All lines in the records below that hold "tracing" are to be shown.

——————

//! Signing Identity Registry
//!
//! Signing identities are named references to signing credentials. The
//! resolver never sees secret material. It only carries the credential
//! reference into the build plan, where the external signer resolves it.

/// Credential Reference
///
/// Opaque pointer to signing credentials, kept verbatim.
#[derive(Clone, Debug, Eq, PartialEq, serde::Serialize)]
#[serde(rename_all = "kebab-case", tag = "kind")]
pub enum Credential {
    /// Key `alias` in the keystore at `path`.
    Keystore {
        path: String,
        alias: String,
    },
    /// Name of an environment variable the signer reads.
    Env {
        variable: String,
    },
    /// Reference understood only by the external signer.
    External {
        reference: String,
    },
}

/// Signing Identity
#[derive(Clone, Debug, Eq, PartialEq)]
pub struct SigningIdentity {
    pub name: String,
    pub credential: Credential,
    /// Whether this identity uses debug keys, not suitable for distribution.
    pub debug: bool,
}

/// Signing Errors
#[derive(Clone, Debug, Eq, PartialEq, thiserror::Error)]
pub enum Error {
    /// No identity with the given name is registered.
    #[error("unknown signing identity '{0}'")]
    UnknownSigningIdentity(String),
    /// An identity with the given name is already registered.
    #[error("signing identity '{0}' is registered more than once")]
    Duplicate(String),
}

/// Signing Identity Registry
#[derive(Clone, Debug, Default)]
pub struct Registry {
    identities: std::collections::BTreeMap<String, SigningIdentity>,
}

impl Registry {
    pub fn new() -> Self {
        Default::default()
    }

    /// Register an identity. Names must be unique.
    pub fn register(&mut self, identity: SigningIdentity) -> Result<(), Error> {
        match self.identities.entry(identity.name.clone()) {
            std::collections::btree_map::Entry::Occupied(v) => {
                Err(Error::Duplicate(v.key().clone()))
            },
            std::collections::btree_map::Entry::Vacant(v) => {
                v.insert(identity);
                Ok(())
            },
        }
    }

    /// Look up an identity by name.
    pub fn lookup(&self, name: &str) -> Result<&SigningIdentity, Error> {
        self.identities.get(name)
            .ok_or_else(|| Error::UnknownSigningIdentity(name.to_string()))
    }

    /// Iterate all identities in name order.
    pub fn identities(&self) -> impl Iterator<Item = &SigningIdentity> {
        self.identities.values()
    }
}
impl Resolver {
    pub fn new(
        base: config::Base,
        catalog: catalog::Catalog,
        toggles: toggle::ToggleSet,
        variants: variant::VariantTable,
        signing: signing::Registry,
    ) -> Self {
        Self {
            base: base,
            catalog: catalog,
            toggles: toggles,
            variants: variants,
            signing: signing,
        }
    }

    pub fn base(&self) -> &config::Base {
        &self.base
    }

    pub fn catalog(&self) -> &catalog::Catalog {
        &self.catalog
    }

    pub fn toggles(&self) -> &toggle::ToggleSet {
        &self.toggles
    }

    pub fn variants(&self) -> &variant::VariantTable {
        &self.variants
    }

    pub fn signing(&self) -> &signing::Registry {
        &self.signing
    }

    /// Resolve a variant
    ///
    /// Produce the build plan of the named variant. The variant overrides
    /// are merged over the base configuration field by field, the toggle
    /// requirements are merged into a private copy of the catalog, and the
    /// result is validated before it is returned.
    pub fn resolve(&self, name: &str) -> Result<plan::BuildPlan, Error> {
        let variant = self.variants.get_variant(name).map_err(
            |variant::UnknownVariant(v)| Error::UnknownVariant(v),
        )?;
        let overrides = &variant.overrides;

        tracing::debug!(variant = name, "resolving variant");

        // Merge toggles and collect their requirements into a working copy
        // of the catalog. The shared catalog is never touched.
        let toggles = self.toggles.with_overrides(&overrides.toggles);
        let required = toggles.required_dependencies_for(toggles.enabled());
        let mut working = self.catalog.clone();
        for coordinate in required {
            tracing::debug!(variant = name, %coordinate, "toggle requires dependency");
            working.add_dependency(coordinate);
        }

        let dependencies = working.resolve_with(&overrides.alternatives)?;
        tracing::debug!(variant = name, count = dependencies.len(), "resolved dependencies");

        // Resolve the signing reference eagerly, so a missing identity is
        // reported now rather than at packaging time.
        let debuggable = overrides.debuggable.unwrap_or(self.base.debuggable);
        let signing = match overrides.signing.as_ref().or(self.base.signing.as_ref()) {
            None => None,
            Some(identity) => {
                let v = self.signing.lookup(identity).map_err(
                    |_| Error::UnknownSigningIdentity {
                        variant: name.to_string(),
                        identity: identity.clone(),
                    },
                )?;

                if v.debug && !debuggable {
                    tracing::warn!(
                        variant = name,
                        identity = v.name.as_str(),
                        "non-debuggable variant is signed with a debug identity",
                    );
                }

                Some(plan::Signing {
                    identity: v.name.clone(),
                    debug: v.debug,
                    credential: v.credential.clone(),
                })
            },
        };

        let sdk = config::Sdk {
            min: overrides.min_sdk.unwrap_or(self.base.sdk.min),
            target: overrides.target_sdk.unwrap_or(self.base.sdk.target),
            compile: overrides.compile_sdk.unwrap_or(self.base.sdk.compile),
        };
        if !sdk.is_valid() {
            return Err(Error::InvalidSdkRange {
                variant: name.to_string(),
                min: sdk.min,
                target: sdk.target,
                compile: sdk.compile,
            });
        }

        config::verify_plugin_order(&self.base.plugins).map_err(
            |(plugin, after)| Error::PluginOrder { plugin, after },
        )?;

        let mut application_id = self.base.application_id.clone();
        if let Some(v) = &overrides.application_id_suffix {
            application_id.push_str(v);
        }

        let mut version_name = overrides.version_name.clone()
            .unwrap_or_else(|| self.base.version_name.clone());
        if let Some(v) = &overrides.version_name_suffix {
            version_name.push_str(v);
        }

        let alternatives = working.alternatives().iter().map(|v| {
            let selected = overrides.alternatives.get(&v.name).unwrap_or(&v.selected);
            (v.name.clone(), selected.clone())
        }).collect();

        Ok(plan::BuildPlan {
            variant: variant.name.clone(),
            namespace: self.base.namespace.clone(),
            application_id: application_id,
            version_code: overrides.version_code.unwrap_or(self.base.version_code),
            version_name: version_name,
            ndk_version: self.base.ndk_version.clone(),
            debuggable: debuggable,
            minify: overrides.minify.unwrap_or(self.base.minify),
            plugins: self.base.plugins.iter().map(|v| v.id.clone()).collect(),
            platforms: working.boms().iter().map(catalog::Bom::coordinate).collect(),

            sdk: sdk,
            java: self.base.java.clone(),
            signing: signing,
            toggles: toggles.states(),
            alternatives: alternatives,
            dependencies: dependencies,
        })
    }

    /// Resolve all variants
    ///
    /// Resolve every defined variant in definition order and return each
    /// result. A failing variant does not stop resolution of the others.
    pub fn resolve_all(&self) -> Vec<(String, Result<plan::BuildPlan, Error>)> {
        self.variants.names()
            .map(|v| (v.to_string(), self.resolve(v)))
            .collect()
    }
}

——————

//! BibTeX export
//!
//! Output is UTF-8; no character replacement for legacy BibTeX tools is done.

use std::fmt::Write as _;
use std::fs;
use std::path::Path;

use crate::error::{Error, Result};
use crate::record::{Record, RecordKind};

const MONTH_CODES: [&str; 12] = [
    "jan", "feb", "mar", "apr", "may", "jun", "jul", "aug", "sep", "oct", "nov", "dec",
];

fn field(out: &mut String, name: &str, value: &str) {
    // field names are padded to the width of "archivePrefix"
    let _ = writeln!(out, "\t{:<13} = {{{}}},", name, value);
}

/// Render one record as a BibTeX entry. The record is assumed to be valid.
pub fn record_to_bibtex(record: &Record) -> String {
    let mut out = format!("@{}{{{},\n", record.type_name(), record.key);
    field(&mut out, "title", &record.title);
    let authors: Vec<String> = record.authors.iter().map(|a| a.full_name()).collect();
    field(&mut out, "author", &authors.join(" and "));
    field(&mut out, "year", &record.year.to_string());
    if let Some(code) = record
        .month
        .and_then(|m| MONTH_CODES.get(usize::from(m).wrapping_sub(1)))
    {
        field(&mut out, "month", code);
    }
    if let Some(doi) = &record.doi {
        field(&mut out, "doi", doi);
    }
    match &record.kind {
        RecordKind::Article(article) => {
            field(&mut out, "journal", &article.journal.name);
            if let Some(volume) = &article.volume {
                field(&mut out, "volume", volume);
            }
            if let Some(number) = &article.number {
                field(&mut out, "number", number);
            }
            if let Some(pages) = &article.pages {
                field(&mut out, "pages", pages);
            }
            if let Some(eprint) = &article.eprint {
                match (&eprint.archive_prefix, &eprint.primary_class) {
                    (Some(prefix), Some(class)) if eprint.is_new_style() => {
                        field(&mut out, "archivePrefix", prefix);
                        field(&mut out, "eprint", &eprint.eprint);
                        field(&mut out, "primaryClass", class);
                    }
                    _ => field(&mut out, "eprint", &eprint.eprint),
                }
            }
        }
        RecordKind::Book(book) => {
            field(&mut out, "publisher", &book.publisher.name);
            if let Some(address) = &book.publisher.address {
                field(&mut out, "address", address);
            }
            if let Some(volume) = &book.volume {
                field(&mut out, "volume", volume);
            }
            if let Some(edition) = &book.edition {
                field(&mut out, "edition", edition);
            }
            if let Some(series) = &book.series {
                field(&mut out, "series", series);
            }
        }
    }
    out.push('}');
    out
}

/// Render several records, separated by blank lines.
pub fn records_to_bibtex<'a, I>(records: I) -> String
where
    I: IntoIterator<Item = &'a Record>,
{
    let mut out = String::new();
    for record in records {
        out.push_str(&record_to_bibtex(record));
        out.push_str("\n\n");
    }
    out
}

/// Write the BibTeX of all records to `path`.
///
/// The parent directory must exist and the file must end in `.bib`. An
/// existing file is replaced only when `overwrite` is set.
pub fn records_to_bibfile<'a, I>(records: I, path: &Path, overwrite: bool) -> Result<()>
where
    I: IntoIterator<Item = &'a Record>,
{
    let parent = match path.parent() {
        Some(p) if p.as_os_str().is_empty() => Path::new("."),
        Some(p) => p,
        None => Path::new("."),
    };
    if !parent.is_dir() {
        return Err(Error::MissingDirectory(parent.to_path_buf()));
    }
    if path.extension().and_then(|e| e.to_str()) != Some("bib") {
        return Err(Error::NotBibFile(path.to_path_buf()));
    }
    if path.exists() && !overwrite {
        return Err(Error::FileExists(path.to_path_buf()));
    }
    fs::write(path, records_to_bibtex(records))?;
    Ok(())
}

——————

## Solved exercise
        tracing::debug!(variant = name, "resolving variant");
            tracing::debug!(variant = name, %coordinate, "toggle requires dependency");
        tracing::debug!(variant = name, count = dependencies.len(), "resolved dependencies");
                    tracing::warn!(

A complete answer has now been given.